The academy says no one step can stop every tragedy. Its advice centers on close, constant, attentive and capable adult supervision, along with early swim lessons, and it directs the guidance to clinicians, families, community partners, injury-prevention professionals and policymakers. The message is direct: drowning is a leading cause of unintentional injury death in children, and the response has to be broader than one lesson or one warning.
The toll remains stark. In 2023, 981 U.S. children under age 20 died from drowning, according to the academy’s technical report. The Centers for Disease Control and Prevention says drowning is the second leading cause of unintentional injury death for children ages 5 to 14, and it estimates about 4,000 fatal unintentional drownings and 8,000 nonfatal drownings each year in the United States.

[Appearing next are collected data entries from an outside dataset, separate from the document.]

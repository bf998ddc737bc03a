//! In-process sensor fed by pushing samples.
//!
//! Devices that resolve their own fixes push them through a `SampleFeeder`;
//! every active subscription receives each reading.

use crate::sensor::{
    LocationSample, LocationSensor, PermissionScope, PermissionStatus, SensorError, SensorReading,
    Subscription, SubscriptionHandle, SubscriptionOptions,
};
use async_trait::async_trait;
use std::collections::HashMap;
use std::sync::atomic::{AtomicBool, AtomicU64, Ordering};
use std::sync::{Arc, Mutex, MutexGuard, PoisonError};
use tokio::sync::mpsc;
use tracing::{debug, warn};

/// Readings buffered per subscriber before new ones are dropped
const SUBSCRIBER_CAPACITY: usize = 64;

fn lock<T>(m: &Mutex<T>) -> MutexGuard<'_, T> {
    m.lock().unwrap_or_else(PoisonError::into_inner)
}

struct Shared {
    subscribers: Mutex<HashMap<u64, mpsc::Sender<SensorReading>>>,
    last_fix: Mutex<Option<LocationSample>>,
    next_id: AtomicU64,
    foreground_granted: AtomicBool,
    background_granted: AtomicBool,
}

#[derive(Clone)]
pub struct ChannelSensor {
    shared: Arc<Shared>,
}

/// Producer side of a `ChannelSensor`
#[derive(Clone)]
pub struct SampleFeeder {
    shared: Arc<Shared>,
}

impl ChannelSensor {
    /// Sensor with both permissions granted
    pub fn new() -> (Self, SampleFeeder) {
        let shared = Arc::new(Shared {
            subscribers: Mutex::new(HashMap::new()),
            last_fix: Mutex::new(None),
            next_id: AtomicU64::new(1),
            foreground_granted: AtomicBool::new(true),
            background_granted: AtomicBool::new(true),
        });
        (
            Self {
                shared: shared.clone(),
            },
            SampleFeeder { shared },
        )
    }

    pub fn set_permission(&self, scope: PermissionScope, granted: bool) {
        let flag = match scope {
            PermissionScope::Foreground => &self.shared.foreground_granted,
            PermissionScope::Background => &self.shared.background_granted,
        };
        flag.store(granted, Ordering::Release);
    }

    pub fn active_subscriptions(&self) -> usize {
        lock(&self.shared.subscribers).len()
    }
}

impl SampleFeeder {
    /// Deliver a fix to every subscriber; returns how many received it.
    pub fn push(&self, sample: LocationSample) -> usize {
        *lock(&self.shared.last_fix) = Some(sample);
        self.broadcast(Ok(sample))
    }

    /// Report a sensor-side failure to every subscriber
    pub fn push_error(&self, error: SensorError) -> usize {
        self.broadcast(Err(error))
    }

    /// Close every subscription, as a sensor that has gone away would
    pub fn shutdown(&self) {
        lock(&self.shared.subscribers).clear();
    }

    fn broadcast(&self, reading: SensorReading) -> usize {
        let mut subscribers = lock(&self.shared.subscribers);
        let mut delivered = 0;
        subscribers.retain(|id, tx| match tx.try_send(reading.clone()) {
            Ok(()) => {
                delivered += 1;
                true
            }
            Err(mpsc::error::TrySendError::Full(_)) => {
                warn!("Subscriber {} is lagging, reading dropped", id);
                true
            }
            Err(mpsc::error::TrySendError::Closed(_)) => false,
        });
        delivered
    }
}

struct ChannelHandle {
    id: u64,
    shared: Arc<Shared>,
}

impl SubscriptionHandle for ChannelHandle {
    fn unsubscribe(&mut self) {
        if lock(&self.shared.subscribers).remove(&self.id).is_some() {
            debug!("Subscription {} released", self.id);
        }
    }
}

#[async_trait]
impl LocationSensor for ChannelSensor {
    async fn request_permission(&self, scope: PermissionScope) -> Result<PermissionStatus, SensorError> {
        let granted = match scope {
            PermissionScope::Foreground => self.shared.foreground_granted.load(Ordering::Acquire),
            PermissionScope::Background => self.shared.background_granted.load(Ordering::Acquire),
        };
        Ok(if granted {
            PermissionStatus::Granted
        } else {
            PermissionStatus::Denied
        })
    }

    async fn current_location(&self) -> SensorReading {
        lock(&self.shared.last_fix).ok_or(SensorError::NoFix)
    }

    async fn subscribe(&self, options: SubscriptionOptions) -> Result<Subscription, SensorError> {
        let (tx, rx) = mpsc::channel(SUBSCRIBER_CAPACITY);
        let id = self.shared.next_id.fetch_add(1, Ordering::Relaxed);
        lock(&self.shared.subscribers).insert(id, tx);

        debug!(
            "Subscription {} opened ({:?} / {} m)",
            id, options.interval, options.min_distance_m
        );

        Ok(Subscription::new(
            rx,
            Box::new(ChannelHandle {
                id,
                shared: self.shared.clone(),
            }),
        ))
    }
}

#[cfg(test)]
mod tests {
    use super::*;
    use geofence::GeoPoint;
    use std::time::Duration;

    fn options() -> SubscriptionOptions {
        SubscriptionOptions {
            interval: Duration::from_secs(5),
            min_distance_m: 100.0,
        }
    }

    #[tokio::test]
    async fn test_push_reaches_subscriber() {
        let (sensor, feeder) = ChannelSensor::new();
        let mut sub = sensor.subscribe(options()).await.unwrap();

        let sample = LocationSample::now(GeoPoint::new(24.86, 67.0).unwrap());
        assert_eq!(feeder.push(sample), 1);
        assert_eq!(sub.readings.recv().await, Some(Ok(sample)));
        assert_eq!(sensor.current_location().await, Ok(sample));
    }

    #[tokio::test]
    async fn test_cancel_releases_subscription() {
        let (sensor, feeder) = ChannelSensor::new();
        let mut sub = sensor.subscribe(options()).await.unwrap();
        assert_eq!(sensor.active_subscriptions(), 1);

        sub.cancel();
        sub.cancel();
        assert_eq!(sensor.active_subscriptions(), 0);
        assert_eq!(feeder.push(LocationSample::now(GeoPoint::new(0.0, 0.0).unwrap())), 0);

        let sub2 = sensor.subscribe(options()).await.unwrap();
        assert_eq!(sensor.active_subscriptions(), 1);
        drop(sub2);
        assert_eq!(sensor.active_subscriptions(), 0);
    }

    #[tokio::test]
    async fn test_no_fix_before_first_sample() {
        let (sensor, _feeder) = ChannelSensor::new();
        assert_eq!(sensor.current_location().await, Err(SensorError::NoFix));
    }

    #[tokio::test]
    async fn test_permissions_configurable() {
        let (sensor, _feeder) = ChannelSensor::new();
        sensor.set_permission(PermissionScope::Background, false);
        assert_eq!(
            sensor.request_permission(PermissionScope::Foreground).await,
            Ok(PermissionStatus::Granted)
        );
        assert_eq!(
            sensor.request_permission(PermissionScope::Background).await,
            Ok(PermissionStatus::Denied)
        );
    }
}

The AAP says pediatric drowning fatality rates declined from 1999 to 2019, then began trending upward again. The update also flags widening disparities by race and ethnicity, a point echoed in CDC reporting that shows the highest drowning rates among non-Hispanic American Indian or Alaska Native people and non-Hispanic Black people. The CDC says almost 40 million adults in the United States do not know how to swim, and more than half have never taken a swimming lesson.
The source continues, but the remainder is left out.